Lo sguardo sapienziale dell’arte
Il quarto contributo, a cura del gesuita e storico dell’arte padre Andrea Dall’Asta, ci ha condotti in una riflessione estetica e spirituale. L’arte, infatti, è un linguaggio che può aprire alla sapienza, perché parla al cuore e all’intelligenza insieme.
Padre Dall’Asta ha proposto una serie di immagini e opere d’arte – antiche e contemporanee – mostrandone la potenza evocativa e formativa. Ha insistito su tre dimensioni: lo stupore, il silenzio e il simbolo.
L’arte, come la sapienza, non dà risposte facili, ma apre alle domande.
Lo sguardo sapienziale è lo sguardo che sa andare oltre l’apparenza, che legge in profondità, che accoglie il mistero. Insegnare religione significa anche educare alla bellezza, alla capacità di meravigliarsi e di leggere il senso delle cose attraverso immagini, segni, esperienze.
Riconoscersi, argomentare, deliberare. Una prospettiva sapienziale per la scuola di oggi
In una scuola che rischia spesso di diventare luogo di nozioni frammentate, I professori Monti e Granata hanno mostrato come sia possibile attivare pratiche educative che restituiscono centralità alla persona e al pensiero condiviso.
“L’ora di religione può essere uno dei pochi luoghi della scuola dove si può ancora parlare di senso, di interiorità, di domande radicali, purché sia uno spazio libero, non confessionale, capace di accogliere le diversità e farle dialogare.”

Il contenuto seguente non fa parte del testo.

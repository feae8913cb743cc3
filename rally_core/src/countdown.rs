use crate::config::Config;

/// Pre-serve countdown: 3, 2, 1 then "Go" (reported as 0)
#[derive(Debug, Clone, Copy, PartialEq, Eq)]
pub struct Countdown {
    started_at: u64,
    step_ms: u64,
    go_ms: u64,
    last_step: Option<u8>,
}

impl Countdown {
    pub const STEPS: u8 = 3;

    pub fn new(started_at: u64, step_ms: u64, go_ms: u64) -> Self {
        Self {
            started_at,
            step_ms,
            go_ms,
            last_step: None,
        }
    }

    pub fn from_config(started_at: u64, config: &Config) -> Self {
        Self::new(started_at, config.countdown_step_ms, config.countdown_go_ms)
    }

    pub fn total_ms(&self) -> u64 {
        self.step_ms * u64::from(Self::STEPS) + self.go_ms
    }

    /// Step showing at `now`, `None` once the countdown has finished
    pub fn step_at(&self, now: u64) -> Option<u8> {
        let elapsed = now.saturating_sub(self.started_at);
        let numbered = self.step_ms * u64::from(Self::STEPS);
        if elapsed < numbered {
            let index = (elapsed / self.step_ms.max(1)) as u8;
            Some(Self::STEPS - index)
        } else if elapsed < numbered + self.go_ms {
            Some(0)
        } else {
            None
        }
    }

    pub fn is_done(&self, now: u64) -> bool {
        self.step_at(now).is_none()
    }

    /// The step that began since the previous poll, if any
    pub fn poll(&mut self, now: u64) -> Option<u8> {
        let step = self.step_at(now)?;
        if self.last_step == Some(step) {
            return None;
        }
        self.last_step = Some(step);
        Some(step)
    }
}

#[cfg(test)]
mod tests {
    use super::*;

    #[test]
    fn test_step_boundaries() {
        let countdown = Countdown::new(1_000, 900, 500);
        assert_eq!(countdown.step_at(1_000), Some(3));
        assert_eq!(countdown.step_at(1_899), Some(3));
        assert_eq!(countdown.step_at(1_900), Some(2));
        assert_eq!(countdown.step_at(2_800), Some(1));
        assert_eq!(countdown.step_at(3_700), Some(0));
        assert_eq!(countdown.step_at(4_199), Some(0));
        assert_eq!(countdown.step_at(4_200), None);
        assert_eq!(countdown.total_ms(), 3_200);
    }

    #[test]
    fn test_poll_reports_each_step_once() {
        let mut countdown = Countdown::new(0, 900, 500);
        let mut seen = Vec::new();
        let mut now = 0;
        while !countdown.is_done(now) {
            if let Some(step) = countdown.poll(now) {
                seen.push(step);
            }
            now += 16;
        }
        assert_eq!(seen, vec![3, 2, 1, 0]);
        assert_eq!(countdown.poll(now), None);
    }

    #[test]
    fn test_clock_before_start_shows_first_step() {
        let countdown = Countdown::new(5_000, 900, 500);
        assert_eq!(countdown.step_at(10), Some(3));
    }
}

L’ora di religione non serve a nullaper questo è bella e si presta al dialogo
In quest’epoca che rischia di essere ricca di tecnica e povera di umanità, la nostra riflessione non può che partire dal cuore umano. Solo dotandoci di uno sguardo spirituale, solo recuperando una sapienza del cuore, possiamo leggere e interpretare la novità del nostro tempo e riscoprire la via per una comunicazione pienamente umana. Il cuore, inteso biblicamente come sede della libertà e delle decisioni più importanti della vita, è simbolo di integrità, di unità, ma evoca anche gli affetti, i desideri, i sogni, ed è soprattutto luogo interiore dell’incontro con Dio. La sapienza del cuore è perciò quella virtù che ci permette di tessere insieme il tutto e le parti, le decisioni e le loro conseguenze, le altezze e le fragilità, il passato e il futuro, l’io e il noi.